Ah Hartwood. The little gem in the jungle. Smoke rising from the wood burning oven. Trees hanging over rustic tables. People chattering about their good fortune to snag a reservation. The name Hartwood is only one that I heard recently through Camille Styles blog. My husband and I so happened to be traveling to Tulum to shoot a wedding video, and so I read about this restaurant, lovingly owned by an expat couple living in Mexico. A celebration of local ingredients and culture.
From my experience, there are two different ways to do Tulum. One, the vegan, boho experience where you stay in an outdoor cabana, do yoga in the morning, and reflect on the universe. And two, the luxury experience where you stay indoors, shop for expensive linen shirts, and eat at Hartwood.
I did not know this going in and so our accommodations were of the First variety. There is a certain charm to hearing the ocean while you are sleeping and stepping out of your hut to a breathtaking view. But I will say there is zero charm in finding a scorpion in your hut and strategizing with your husband on how to kill it.
“But here, you wear whatever makes sweat less visible, order an ice cold cocktail, and prepare yourself for the privilege of Hartwood.”
Hartwood was our small luxury away from all of this. Relaxed luxury is how I would describe the place. You can’t very well expect suits and ties in rainforest like temperatures, but I would imagine if this restaurant were anywhere else, that’s what one would wear. But here, you wear whatever makes sweat less visible, order an ice cold cocktail, and prepare yourself for the privilege of Hartwood. I say that kind of tongue in cheek. I don’t even think this is an attitude that the owners or staff proliferate, but the clientele.
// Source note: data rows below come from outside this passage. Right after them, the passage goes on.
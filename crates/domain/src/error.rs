// Copyright (C) 2026 Fred Clausen
// Use of this source code is governed by an MIT-style
// license that can be found in the LICENSE file or at
// https://opensource.org/licenses/MIT.

use crate::types::{DateKey, Role};

/// Errors that can occur during domain validation.
#[derive(Debug, Clone, PartialEq, Eq)]
pub enum DomainError {
    /// A role name does not match any known role.
    UnknownRole(String),
    /// A date key is not a valid `YYYY-MM-DD` calendar date.
    InvalidDateKey {
        /// The rejected input.
        input: String,
        /// The parser's message.
        error: String,
    },
    /// A person name is empty or invalid.
    InvalidName(String),
    /// A person with the same name (ignoring case) is already on the roster.
    DuplicatePerson(String),
    /// The named person is not on the roster.
    PersonNotInRoster(String),
    /// A meeting day is outside `0..=6`.
    InvalidMeetingDay(u8),
    /// A meeting day appears more than once.
    DuplicateMeetingDay(u8),
    /// The person's restriction code does not allow the role.
    IneligibleForRole {
        /// The person's display name.
        person: String,
        /// The role that was requested.
        role: Role,
    },
    /// The person already holds a different role on the same date.
    AlreadyAssignedOnDay {
        /// The person's display name.
        person: String,
        /// The date being edited.
        date: DateKey,
    },
    /// A period name is not `week` or `month`.
    InvalidPeriod(String),
    /// A schedule format name is not recognized.
    InvalidScheduleFormat(String),
    /// A restriction code is not exactly one character.
    InvalidRestrictionCode(String),
    /// Date arithmetic left the supported calendar range.
    DateArithmeticOverflow {
        /// Description of the operation that failed.
        operation: String,
    },
}

impl std::fmt::Display for DomainError {
    fn fmt(&self, f: &mut std::fmt::Formatter<'_>) -> std::fmt::Result {
        match self {
            Self::UnknownRole(name) => write!(f, "Unknown role: '{name}'"),
            Self::InvalidDateKey { input, error } => {
                write!(f, "Invalid date key '{input}': {error}")
            }
            Self::InvalidName(msg) => write!(f, "Invalid name: {msg}"),
            Self::DuplicatePerson(name) => {
                write!(f, "Person '{name}' is already on the roster")
            }
            Self::PersonNotInRoster(name) => write!(f, "Person '{name}' is not on the roster"),
            Self::InvalidMeetingDay(day) => {
                write!(f, "Invalid meeting day: {day}. Must be between 0 and 6")
            }
            Self::DuplicateMeetingDay(day) => {
                write!(f, "Meeting day {day} is listed more than once")
            }
            Self::IneligibleForRole { person, role } => {
                write!(f, "Person '{person}' is not eligible for role '{role}'")
            }
            Self::AlreadyAssignedOnDay { person, date } => {
                write!(
                    f,
                    "Person '{person}' is already assigned to another role on {date}"
                )
            }
            Self::InvalidPeriod(name) => {
                write!(f, "Invalid period '{name}': must be 'week' or 'month'")
            }
            Self::InvalidScheduleFormat(name) => {
                write!(f, "Invalid schedule format '{name}': must be 'list' or 'table'")
            }
            Self::InvalidRestrictionCode(code) => {
                write!(
                    f,
                    "Invalid restriction code '{code}': must be a single character"
                )
            }
            Self::DateArithmeticOverflow { operation } => {
                write!(f, "Date arithmetic overflow while {operation}")
            }
        }
    }
}

impl std::error::Error for DomainError {}
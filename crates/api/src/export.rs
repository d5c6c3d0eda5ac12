// Copyright (C) 2026 Fred Clausen
// Use of this source code is governed by an MIT-style
// license that can be found in the LICENSE file or at
// https://opensource.org/licenses/MIT.

//! CSV export of a schedule table.

use crate::error::ApiError;
use meeting_roster_domain::{Period, Role, Schedule, ScheduleDay, ScheduleLine};

fn cell(line: Option<&ScheduleLine>) -> String {
    match line {
        Some(ScheduleLine {
            person,
            note: Some(note),
            ..
        }) => format!("{person} ({note})"),
        Some(line) => line.person.clone(),
        None => String::new(),
    }
}

fn csv_failure(err: &dyn std::fmt::Display) -> ApiError {
    ApiError::Internal {
        message: format!("Failed to write CSV: {err}"),
    }
}

fn row(day: &ScheduleDay) -> Vec<String> {
    let mut fields: Vec<String> = Vec::with_capacity(Role::ALL.len() + 2);
    fields.push(day.date.to_string());
    fields.push(day.weekday.to_string());
    fields.extend(
        Role::ALL
            .iter()
            .map(|role| cell(day.lines.iter().find(|line| line.role == *role))),
    );
    fields
}

/// Renders a schedule as CSV: `Data`, `Dia`, then one column per role.
///
/// Unfilled roles are empty cells. Notes follow the person in parentheses.
///
/// # Errors
///
/// Returns `ApiError::Internal` if the CSV writer fails.
pub fn schedule_to_csv(schedule: &Schedule) -> Result<String, ApiError> {
    let mut writer = csv::WriterBuilder::new().from_writer(Vec::new());

    let mut header: Vec<&str> = vec!["Data", "Dia"];
    header.extend(Role::ALL.iter().map(Role::as_str));
    writer.write_record(&header).map_err(|e| csv_failure(&e))?;

    for day in &schedule.days {
        writer.write_record(row(day)).map_err(|e| csv_failure(&e))?;
    }

    let bytes: Vec<u8> = writer.into_inner().map_err(|e| csv_failure(&e))?;
    String::from_utf8(bytes).map_err(|e| csv_failure(&e))
}

/// The suggested CSV file name for a schedule.
#[must_use]
pub fn schedule_file_name(schedule: &Schedule, cursor: &str) -> String {
    let period: &str = match schedule.period {
        Period::Week => "semana",
        Period::Month => "mes",
    };
    format!("designacoes_{period}_{cursor}.csv")
}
Having said that, the food was superb. Each dish, meticulously thought out and yet coming out of the kitchen with lightning speed. The menu is written on chalkboards set throughout the seating area. When you are seated, your waiter walks through every single item on the menu at length. We ordered the jicama salad and seared tuna for starters.
The jicama salad was the perfect jungle appetizer. When it’s hot, you want something crisp and juicy. The fresh jicama had the crunch of an apple and the mild flavor of a cucumber. A sweet and bright dressing and toasted pine nuts finished it off. The tuna, a dish they call “bonito” was nice. Barely seared and dressed with olive oil, but really nothing special.
For our entrees I ordered the pork ribs and my husband had the lamb chops. However the complete stars for me were the side dishes. I ordered the roasted beet and my husband the roasted sweet potato. Both were charred on the outside with a smoky and savory crunchy skin.
The pork ribs were tender and sweetened with agave, so very satisfying without feeling too heavy. My husband’s lamb came with a side of caramelized onions on top of eggplant which was possibly the tastiest morsel that I put in my mouth. Except for the dessert of course.
Though we had ordered far too much, we had to stay for dessert. When given the options, the homemade ice cream sounded best and the options were cinnamon, corn, and cheese. Huh? “You can choose two”, the waiter said. Two? I’m not even sure if I can pick one that sounds even remotely appealing. The waiter highly recommended corn and cheese and so we trusted him. And I am so glad that we did. Probably one of the best ice creams I’ve ever had (but could never top Salt & Straw’s Pear and Gorgonzola).
I was afraid that it would taste like popcorn. But it didn’t. I want to say it kind of tasted like cream corn? But less….corny? Take out the texture and the garnishes like butter and salt that you put on corn. Just think about the sweetness on the finish. That is what this ice cream tasted like. And the cheese? How do I describe…. it tasted like heavy cream with a bite. I don’t know if I’m selling it well or not but honestly, it was the greatest.
Before I close, I have to mention the onslaught of flies and mosquitos in this restaurant. To the point that every 5-10 minutes, someone walks around with a smoke bucket to ward them off. That is probably the one thing that I didn’t enjoy about the experience, because not only do you have bugs gnawing at your legs all night, but even when there is reprieve, you get a huge lungful of smoke that throws off your palate while you’re trying to enjoy the sumptuous meal.
So that’s it. That is my review of Hartwood. It is definitely a destination restaurant worth traveling for. More on the overall experience in Tulum coming soon.
Note: as a benchmark, our meal for two came to $135 USD including tip with three full courses.